Festa de Iemanjá em Salvador tem Rio Vermelho como cenário principal
A Festa de Iemanjá, uma das celebrações religiosas de matriz africana mais tradicionais de Salvador, está marcada para a próxima segunda-feira, dia 2, e tem como principal cenário o bairro do Rio Vermelho. Este local não é apenas um ponto turístico e cultural icônico da capital baiana, mas também se destaca pela vibrante vida noturna, com uma forte concentração de bares e restaurantes que atraem moradores e visitantes.
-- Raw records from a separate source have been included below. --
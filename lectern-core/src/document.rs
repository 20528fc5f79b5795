use crate::error::LoadError;
use crate::tokenize::word_count;
use serde::{Deserialize, Serialize};
use std::path::Path;

/// Title used for formats without per-section structure
pub const FULL_TEXT_TITLE: &str = "Full Text";

/// Supported import formats, selected by file extension.
#[derive(Debug, Clone, Copy, PartialEq, Eq, Hash, Serialize, Deserialize)]
#[serde(rename_all = "snake_case")]
pub enum DocumentFormat {
    Epub,
    Pdf,
    Txt,
}

impl DocumentFormat {
    /// Select the format from a file name's extension (case-insensitive).
    ///
    /// # Errors
    ///
    /// Returns [`LoadError::UnsupportedFormat`] for any other extension.
    pub fn from_file_name(file_name: &str) -> Result<Self, LoadError> {
        let extension = Path::new(file_name)
            .extension()
            .and_then(|ext| ext.to_str())
            .map(str::to_ascii_lowercase)
            .unwrap_or_default();

        match extension.as_str() {
            "epub" => Ok(Self::Epub),
            "pdf" => Ok(Self::Pdf),
            "txt" => Ok(Self::Txt),
            _ => Err(LoadError::UnsupportedFormat { extension }),
        }
    }

    #[must_use]
    pub const fn as_str(&self) -> &'static str {
        match self {
            Self::Epub => "epub",
            Self::Pdf => "pdf",
            Self::Txt => "txt",
        }
    }
}

impl std::fmt::Display for DocumentFormat {
    fn fmt(&self, f: &mut std::fmt::Formatter<'_>) -> std::fmt::Result {
        f.write_str(self.as_str())
    }
}

/// One readable chapter of an imported document.
#[derive(Debug, Clone, PartialEq, Eq)]
pub struct Chapter {
    pub title: String,
    /// Normalized prose
    pub text: String,
    /// Position in the source spine, kept even when earlier sections were dropped
    pub index: usize,
}

impl Chapter {
    pub fn new(title: impl Into<String>, text: impl Into<String>, index: usize) -> Self {
        Self {
            title: title.into(),
            text: text.into(),
            index,
        }
    }

    #[must_use]
    pub fn word_count(&self) -> usize {
        word_count(&self.text)
    }
}

/// Every chapter produced from one imported file.
#[derive(Debug, Clone)]
pub struct Document {
    pub file_name: String,
    pub format: DocumentFormat,
    chapters: Vec<Chapter>,
}

impl Document {
    /// Build a document; `None` when there is nothing to read.
    #[must_use]
    pub fn new(
        file_name: impl Into<String>,
        format: DocumentFormat,
        chapters: Vec<Chapter>,
    ) -> Option<Self> {
        if chapters.is_empty() {
            return None;
        }
        Some(Self {
            file_name: file_name.into(),
            format,
            chapters,
        })
    }

    #[must_use]
    pub fn chapters(&self) -> &[Chapter] {
        &self.chapters
    }

    /// Chapter at a position in the (possibly sparse) chapter list
    #[must_use]
    pub fn chapter(&self, position: usize) -> Option<&Chapter> {
        self.chapters.get(position)
    }

    #[must_use]
    pub fn len(&self) -> usize {
        self.chapters.len()
    }

    #[must_use]
    pub fn is_empty(&self) -> bool {
        self.chapters.is_empty()
    }
}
Dados demográficos do Rio Vermelho segundo o Censo 2022
De acordo com informações do Censo Demográfico 2022, divulgadas pelo Instituto Brasileiro de Geografia e Estatística (IBGE), Salvador possui 170 bairros, e o Rio Vermelho ocupa a 46ª posição entre os mais populosos, com um total de 17.526 moradores. Desse número, 7.622 são homens e 9.904 são mulheres, o que resulta em uma proporção feminina de 56,5%. Isso coloca o bairro como o 15º mais feminino da cidade, superando a média de Salvador, onde as mulheres representam 54,4% da população.
Características populacionais e habitacionais do bairro
Outro aspecto relevante é o envelhecimento da população no Rio Vermelho. Cerca de 4.346 habitantes têm 60 anos ou mais, equivalendo a 24,8% dos moradores, ou seja, aproximadamente uma em cada quatro pessoas. Esse percentual é significativamente maior do que a média de Salvador, que é de 16,5%, posicionando o bairro na 21ª maior proporção de idosos da capital.
Além disso, a presença de pessoas mais velhas se reflete nos domicílios: 2.765 casas são chefiadas por indivíduos com 60 anos ou mais, correspondendo a 35,5% do total, enquanto em Salvador como um todo esse índice é de 27%.
Composição étnica e estrutura habitacional
Em relação à cor ou raça, o Rio Vermelho se destaca por ter uma predominância de moradores autodeclarados brancos. Dos residentes, 7.095 se identificam como brancos (40,5%), 6.906 como pardos (39,4%) e 3.402 como pretos (19,4%). Isso coloca o bairro entre os 13 únicos de Salvador onde a população branca supera a soma de pretos e pardos, com a 14ª maior proporção de brancos da cidade.
O bairro também apresenta uma forte característica vertical em sua estrutura habitacional. Dos 7.793 domicílios permanentes ocupados, cerca de sete em cada dez são apartamentos (69,8%, ou 5.442 unidades), enquanto as casas representam 29,8% do total, com 1.147 registros.
Renda média e domicílios unipessoais
O Rio Vermelho se sobressai pela quantidade de pessoas que moram sozinhas, com 2.488 domicílios unipessoais, o que equivale a 31,9% do total, quase um em cada três lares. Esse é o 11º maior índice entre os bairros de Salvador, superando a média municipal de 24,8%.
Por fim, o bairro figura entre os de maior rendimento médio dos responsáveis pelos domicílios, com um valor de R$ 7.233,56, o 16º maior entre os 170 bairros de Salvador. Esse montante é mais que o dobro da média municipal, que ficou em R$ 3.160,73, evidenciando a importância econômica da região.
Conclusão: importância histórica e social do Rio Vermelho
Como palco da Festa de Iemanjá e símbolo da diversidade cultural e religiosa de Salvador, o Rio Vermelho reúne características demográficas únicas que ajudam a explicar sua relevância histórica, social e econômica no contexto da capital baiana. Esses dados reforçam o papel do bairro como um epicentro de tradições e desenvolvimento urbano.